§ Problem description: In the data below, find the line that contains "fn source(&self) -> PriceSource;" and the line that contains "enough bars have". Copy both, plus every line between them, exactly.

§ Saved data entries:
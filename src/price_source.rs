use crate::{Ohlcv, Price};

use serde::{Deserialize, Serialize};
use std::fmt::{Debug, Display};

/// Price source extracted from an [`Ohlcv`] bar before feeding into an
/// indicator.
///
/// Each bar-driven indicator is configured with a `PriceSource`; the default
/// is the closing price.
#[derive(PartialEq, Eq, Hash, Clone, Copy, Default, Debug, Serialize, Deserialize)]
pub enum PriceSource {
    /// Opening price.
    Open,
    /// Highest price.
    High,
    /// Closing price.
    #[default]
    Close,
    /// Lowest price.
    Low,
    /// Median price: `(high + low) / 2`.
    HL2,
    /// Typical price: `(high + low + close) / 3`.
    HLC3,
    /// Average price: `(open + high + low + close) / 4`.
    OHLC4,
    /// Weighted close: `(high + low + close + close) / 4`.
    HLCC4,
    /// True range: `max(high - low, |high - prev_close|, |low - prev_close|)`.
    ///
    /// On the first bar (no previous close), falls back to `high - low`.
    TrueRange,
}

impl Display for PriceSource {
    fn fmt(&self, f: &mut std::fmt::Formatter<'_>) -> std::fmt::Result {
        write!(f, "{self:?}")
    }
}

impl PriceSource {
    /// Extracts this source from `ohlcv`. `prev_close` is the close of the
    /// preceding bar, only consulted by [`PriceSource::TrueRange`].
    #[inline]
    #[must_use]
    pub fn extract(self, ohlcv: &impl Ohlcv, prev_close: Option<Price>) -> Price {
        match self {
            Self::Open => ohlcv.open(),
            Self::High => ohlcv.high(),
            Self::Close => ohlcv.close(),
            Self::Low => ohlcv.low(),
            Self::HL2 => f64::midpoint(ohlcv.high(), ohlcv.low()),
            Self::HLC3 => (ohlcv.high() + ohlcv.low() + ohlcv.close()) / 3.0,
            Self::OHLC4 => (ohlcv.open() + ohlcv.high() + ohlcv.low() + ohlcv.close()) / 4.0,
            Self::HLCC4 => (ohlcv.high() + ohlcv.low() + ohlcv.close() + ohlcv.close()) / 4.0,
            Self::TrueRange => {
                let hl = ohlcv.high() - ohlcv.low();

                match prev_close {
                    Some(prev_close) => {
                        let hc = (ohlcv.high() - prev_close).abs();
                        let lc = (ohlcv.low() - prev_close).abs();
                        hl.max(hc).max(lc)
                    }
                    None => hl,
                }
            }
        }
    }
}

/// Tracks the previous bar's close so that [`PriceSource::TrueRange`] can be
/// extracted while streaming.
#[derive(Clone, Copy, Debug, Default)]
pub(crate) struct SourceTracker {
    source: PriceSource,
    prev_close: Option<Price>,
}

impl SourceTracker {
    pub(crate) fn new(source: PriceSource) -> Self {
        Self {
            source,
            prev_close: None,
        }
    }

    /// Extracts the configured source and remembers this bar's close.
    #[inline]
    pub(crate) fn next(&mut self, ohlcv: &impl Ohlcv) -> Price {
        let price = self.source.extract(ohlcv, self.prev_close);
        self.prev_close = Some(ohlcv.close());
        price
    }
}
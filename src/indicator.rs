use crate::{IndicatorSeries, Ohlcv, PriceSource, Result, Series};

use std::{
    fmt::{Debug, Display},
    hash::Hash,
};

/// Configuration for a technical [`Indicator`].
///
/// Every indicator has a corresponding config type that holds its parameters
/// (window length, spans, price source). Configs are value types: cheap to
/// clone, compare, and hash.
pub trait IndicatorConfig: Sized + PartialEq + Eq + Hash + Display + Debug {
    /// Builder type for constructing this config.
    type Builder: IndicatorConfigBuilder<Self>;

    /// Returns a new builder with default values.
    fn builder() -> Self::Builder;

    /// Price source to extract from each bar.
    fn source(&self) -> PriceSource;

    /// Number of bars consumed before the first defined output.
    fn warm_up(&self) -> usize;
}

/// Builder for an [`IndicatorConfig`].
pub trait IndicatorConfigBuilder<Config>
where
    Config: IndicatorConfig,
{
    /// Sets the price source.
    #[must_use]
    fn source(self, source: PriceSource) -> Self;

    /// Builds the config.
    ///
    /// # Errors
    ///
    /// Returns [`Error::InvalidParameter`](crate::Error::InvalidParameter)
    /// if a window parameter is missing or zero.
    fn build(self) -> Result<Config>;
}

/// A technical indicator.
///
/// Indicators hold streaming state and update incrementally on each call to
/// [`compute`](Indicator::compute). Output is `None` until enough bars have
/// been seen. Bars must arrive with strictly increasing `open_time`.
///
/// [`over`](Indicator::over) runs a fresh indicator across a whole
/// [`Series`]; nothing is carried between calls.
///
/// # Example
///
/// ```
/// use chartdeck_ta::{Indicator, Series, Sma, SmaConfig};
/// use std::num::NonZero;
///
/// let series = Series::from_closes(&[10.0, 20.0, 30.0]).unwrap();
/// let sma = Sma::over(SmaConfig::close(NonZero::new(3).unwrap()), &series);
///
/// assert_eq!(sma.as_slice(), &[None, None, Some(20.0)]);
/// ```
pub trait Indicator: Sized + Clone + Display + Debug {
    /// Configuration type for this indicator.
    type Config: IndicatorConfig;

    /// Computed output type. `f64` for simple indicators,
    /// a struct for composite ones (e.g. MACD).
    type Output: Copy + Send + Sync + Display + Debug;

    /// Creates a new indicator from the given config.
    fn new(config: Self::Config) -> Self;

    /// Feeds the next bar and returns the updated indicator value,
    /// or `None` if there is not enough history.
    fn compute(&mut self, ohlcv: &impl Ohlcv) -> Option<Self::Output>;

    /// Returns the last computed value without advancing state.
    fn value(&self) -> Option<Self::Output>;

    /// Computes the indicator at every position of `series`.
    ///
    /// The result has exactly `series.len()` positions.
    fn over<B: Ohlcv>(config: Self::Config, series: &Series<B>) -> IndicatorSeries<Self::Output> {
        let mut indicator = Self::new(config);
        series.iter().map(|bar| indicator.compute(bar)).collect()
    }
}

§ Written answer:
    fn source(&self) -> PriceSource;

    /// Number of bars consumed before the first defined output.
    fn warm_up(&self) -> usize;
}

/// Builder for an [`IndicatorConfig`].
pub trait IndicatorConfigBuilder<Config>
where
    Config: IndicatorConfig,
{
    /// Sets the price source.
    #[must_use]
    fn source(self, source: PriceSource) -> Self;

    /// Builds the config.
    ///
    /// # Errors
    ///
    /// Returns [`Error::InvalidParameter`](crate::Error::InvalidParameter)
    /// if a window parameter is missing or zero.
    fn build(self) -> Result<Config>;
}

/// A technical indicator.
///
/// Indicators hold streaming state and update incrementally on each call to
/// [`compute`](Indicator::compute). Output is `None` until enough bars have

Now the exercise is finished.